Genetic inference of on-target and off-target side-effects of antipsychotic medications.

Abstract

It is often difficult to ascertain whether patient-reported side-effects are caused by a drug, and if so, through which mechanism. Adverse side-effects are the primary cause of antipsychotic drug discontinuation rather than poor efficacy. Using a novel method combining genetic and drug binding affinity data, we investigated evidence of causal mechanisms for 80 reported side-effects of 6 commonly prescribed antipsychotic drugs which together target 68 receptors. We analysed publicly available drug binding affinity data and genetic association data using Mendelian randomization and genetic colocalization to devise a representative 'score' for each combination of drug, side-effect, and receptor. We show that 36 side-effects are likely caused by drug action through 30 receptors, which are mainly attributable to off-target effects (26 off-target receptors underlying 39 side-effects). This method allowed us to distinguish which reported side-effects have evidence of causality. Of individual drugs, clozapine has the largest cumulative side-effect profile (Score = 57.5, SE = 11.2), and the largest number of side-effects (n = 36).

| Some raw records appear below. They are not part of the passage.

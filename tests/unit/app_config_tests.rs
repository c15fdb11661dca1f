/*!
 * Tests for application configuration loading, defaults and validation.
 */

use std::str::FromStr;

use mdxlate::app_config::{Config, ProviderConfig, TranslationProvider};
use mdxlate::errors::ConfigError;

#[test]
fn test_config_default_shouldUseOllamaAndStandardLimits() {
    let config = Config::default();

    assert_eq!(config.translation.provider, TranslationProvider::Ollama);
    assert_eq!(config.token_limit, 1000);
    assert_eq!(config.source_language, "en");
    assert_eq!(config.target_language, "zh");
    assert_eq!(config.translation.available_providers.len(), 3);
}

#[test]
fn test_config_default_shouldValidate() {
    let config = Config::default();
    assert!(config.validate().is_ok());
}

#[test]
fn test_config_validate_withZeroTokenLimit_shouldFail() {
    let mut config = Config::default();
    config.token_limit = 0;

    assert!(matches!(
        config.validate(),
        Err(ConfigError::InvalidTokenLimit(0))
    ));
}

#[test]
fn test_config_validate_withInvalidLanguage_shouldFail() {
    let mut config = Config::default();
    config.source_language = "not-a-language".to_string();

    assert!(matches!(
        config.validate(),
        Err(ConfigError::InvalidLanguage(_))
    ));
}

#[test]
fn test_config_validate_withOpenAIAndNoKey_shouldFail() {
    let mut config = Config::default();
    config.translation.provider = TranslationProvider::OpenAI;

    assert!(matches!(
        config.validate(),
        Err(ConfigError::MissingApiKey { .. })
    ));
}

#[test]
fn test_config_validate_withAnthropicAndKey_shouldSucceed() {
    let mut config = Config::default();
    config.translation.provider = TranslationProvider::Anthropic;
    for provider in &mut config.translation.available_providers {
        if provider.provider_type == "anthropic" {
            provider.api_key = "sk-test".to_string();
        }
    }

    assert!(config.validate().is_ok());
}

#[test]
fn test_translationConfig_getModel_shouldFallBackPerProvider() {
    let mut config = Config::default();
    config.translation.available_providers.clear();

    config.translation.provider = TranslationProvider::Ollama;
    assert_eq!(config.translation.get_model(), "llama3.2");

    config.translation.provider = TranslationProvider::OpenAI;
    assert_eq!(config.translation.get_model(), "gpt-4o-mini");
}

#[test]
fn test_translationConfig_getModel_shouldPreferConfiguredModel() {
    let mut config = Config::default();
    config.translation.provider = TranslationProvider::Anthropic;
    for provider in &mut config.translation.available_providers {
        if provider.provider_type == "anthropic" {
            provider.model = "claude-3-5-sonnet".to_string();
        }
    }

    assert_eq!(config.translation.get_model(), "claude-3-5-sonnet");
}

#[test]
fn test_translationProvider_fromStr_shouldParseKnownProviders() {
    assert_eq!(
        TranslationProvider::from_str("ollama").unwrap(),
        TranslationProvider::Ollama
    );
    assert_eq!(
        TranslationProvider::from_str("OpenAI").unwrap(),
        TranslationProvider::OpenAI
    );
    assert!(TranslationProvider::from_str("gemini").is_err());
}

#[test]
fn test_providerConfig_new_shouldFillProviderDefaults() {
    let ollama = ProviderConfig::new(TranslationProvider::Ollama);
    assert_eq!(ollama.endpoint, "http://localhost:11434");
    assert!(ollama.rate_limit.is_none());

    let anthropic = ProviderConfig::new(TranslationProvider::Anthropic);
    assert_eq!(anthropic.endpoint, "https://api.anthropic.com");
    assert_eq!(anthropic.rate_limit, Some(45));
}

#[test]
fn test_config_serde_shouldRoundTrip() {
    let config = Config::default();
    let json = serde_json::to_string_pretty(&config).unwrap();
    let parsed: Config = serde_json::from_str(&json).unwrap();

    assert_eq!(parsed.token_limit, config.token_limit);
    assert_eq!(parsed.translation.provider, config.translation.provider);
    assert_eq!(parsed.source_language, config.source_language);
}

#[test]
fn test_config_serde_withMinimalJson_shouldApplyDefaults() {
    let json = r#"{
        "source_language": "en",
        "target_language": "fr",
        "translation": {}
    }"#;

    let config: Config = serde_json::from_str(json).unwrap();
    assert_eq!(config.token_limit, 1000);
    assert_eq!(config.country, "China");
    assert_eq!(config.translation.provider, TranslationProvider::Ollama);
}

We show that two well-known side-effects for clozapine, neutropenia and weight change, are underpinned by the action of GABA and CHRM3 receptors respectively. Our novel genetic approach can map side-effects to drugs and elucidate underlying mechanisms, which could potentially inform clinical practice, drug repurposing, and pharmacological development. Further, this method can be generalized to infer the on-target and off-target effects of drugs at any stage of the drug development pipeline.